• **ACTION ITEM**: Write out the entries, please, from the line containing "concrete = BTreeMap::<String, u8>::from_reflect(&map).unwrap();" through their final line, exactly and with nothing else.

• **DATA PROVIDED**:
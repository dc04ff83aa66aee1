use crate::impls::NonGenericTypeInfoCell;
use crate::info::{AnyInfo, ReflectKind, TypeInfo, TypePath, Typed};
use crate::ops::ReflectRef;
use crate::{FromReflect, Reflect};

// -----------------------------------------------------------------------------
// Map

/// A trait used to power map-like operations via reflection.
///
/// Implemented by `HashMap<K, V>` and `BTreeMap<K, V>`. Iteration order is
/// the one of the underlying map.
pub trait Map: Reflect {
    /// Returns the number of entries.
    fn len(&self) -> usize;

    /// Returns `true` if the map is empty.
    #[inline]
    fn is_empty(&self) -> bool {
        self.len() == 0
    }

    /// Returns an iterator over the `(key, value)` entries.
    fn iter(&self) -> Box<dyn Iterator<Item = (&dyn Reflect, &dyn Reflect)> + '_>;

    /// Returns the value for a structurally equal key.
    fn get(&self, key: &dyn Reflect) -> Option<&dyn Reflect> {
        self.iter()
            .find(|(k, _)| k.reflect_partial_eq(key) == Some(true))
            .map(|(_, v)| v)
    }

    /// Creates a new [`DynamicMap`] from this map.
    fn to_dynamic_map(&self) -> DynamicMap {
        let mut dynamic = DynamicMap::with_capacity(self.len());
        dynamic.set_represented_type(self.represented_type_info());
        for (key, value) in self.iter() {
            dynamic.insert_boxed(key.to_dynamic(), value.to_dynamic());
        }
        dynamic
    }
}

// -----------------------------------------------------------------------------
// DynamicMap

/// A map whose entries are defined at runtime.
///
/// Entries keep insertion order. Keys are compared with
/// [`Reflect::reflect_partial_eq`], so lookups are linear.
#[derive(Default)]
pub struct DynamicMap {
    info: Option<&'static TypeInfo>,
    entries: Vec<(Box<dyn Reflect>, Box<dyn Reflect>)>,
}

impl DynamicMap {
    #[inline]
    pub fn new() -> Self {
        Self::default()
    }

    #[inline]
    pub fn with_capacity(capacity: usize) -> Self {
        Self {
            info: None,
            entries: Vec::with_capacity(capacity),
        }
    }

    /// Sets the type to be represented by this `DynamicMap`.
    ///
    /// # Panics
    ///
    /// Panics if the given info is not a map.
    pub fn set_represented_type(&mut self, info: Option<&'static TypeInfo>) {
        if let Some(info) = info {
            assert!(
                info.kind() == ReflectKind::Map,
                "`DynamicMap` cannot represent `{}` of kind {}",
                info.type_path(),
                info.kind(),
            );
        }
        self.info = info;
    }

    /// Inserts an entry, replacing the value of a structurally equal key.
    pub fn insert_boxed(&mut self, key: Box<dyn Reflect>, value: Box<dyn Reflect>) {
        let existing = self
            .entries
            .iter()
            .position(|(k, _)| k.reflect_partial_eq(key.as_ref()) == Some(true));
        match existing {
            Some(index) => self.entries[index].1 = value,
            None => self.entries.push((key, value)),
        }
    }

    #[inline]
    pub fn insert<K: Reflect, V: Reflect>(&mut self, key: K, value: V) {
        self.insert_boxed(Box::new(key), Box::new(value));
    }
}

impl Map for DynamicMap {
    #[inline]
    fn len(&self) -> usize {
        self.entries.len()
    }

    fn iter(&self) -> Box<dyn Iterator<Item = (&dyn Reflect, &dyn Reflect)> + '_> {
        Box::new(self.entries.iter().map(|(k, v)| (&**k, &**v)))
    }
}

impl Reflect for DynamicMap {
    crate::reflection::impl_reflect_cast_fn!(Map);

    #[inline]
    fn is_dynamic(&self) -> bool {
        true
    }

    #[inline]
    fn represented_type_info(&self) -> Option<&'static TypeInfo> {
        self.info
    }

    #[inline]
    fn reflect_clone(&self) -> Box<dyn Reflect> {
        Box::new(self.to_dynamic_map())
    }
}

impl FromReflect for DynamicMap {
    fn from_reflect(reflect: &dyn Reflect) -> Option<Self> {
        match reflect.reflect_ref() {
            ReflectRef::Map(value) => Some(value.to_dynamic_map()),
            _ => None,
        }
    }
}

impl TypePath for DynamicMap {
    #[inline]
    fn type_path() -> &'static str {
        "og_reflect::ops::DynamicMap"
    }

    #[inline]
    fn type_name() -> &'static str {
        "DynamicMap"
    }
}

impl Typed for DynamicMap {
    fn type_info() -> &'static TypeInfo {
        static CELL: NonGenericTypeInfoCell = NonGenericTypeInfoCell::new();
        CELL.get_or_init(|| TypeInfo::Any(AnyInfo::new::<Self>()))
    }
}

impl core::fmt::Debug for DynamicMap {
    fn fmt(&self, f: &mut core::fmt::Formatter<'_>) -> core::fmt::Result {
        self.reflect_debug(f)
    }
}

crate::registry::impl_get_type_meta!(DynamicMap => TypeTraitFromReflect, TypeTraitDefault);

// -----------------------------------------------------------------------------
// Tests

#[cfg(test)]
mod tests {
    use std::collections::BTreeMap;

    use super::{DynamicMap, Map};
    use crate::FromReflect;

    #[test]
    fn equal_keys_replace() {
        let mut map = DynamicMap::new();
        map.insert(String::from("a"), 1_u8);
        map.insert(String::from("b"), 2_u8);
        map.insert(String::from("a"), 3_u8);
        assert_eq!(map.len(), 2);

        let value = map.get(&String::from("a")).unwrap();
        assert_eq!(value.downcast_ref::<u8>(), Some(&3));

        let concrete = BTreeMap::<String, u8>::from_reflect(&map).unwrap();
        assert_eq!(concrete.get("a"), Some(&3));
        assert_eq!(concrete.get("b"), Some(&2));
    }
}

• **RESPONSE BELOW**:
        let concrete = BTreeMap::<String, u8>::from_reflect(&map).unwrap();
        assert_eq!(concrete.get("a"), Some(&3));
        assert_eq!(concrete.get("b"), Some(&2));
    }
}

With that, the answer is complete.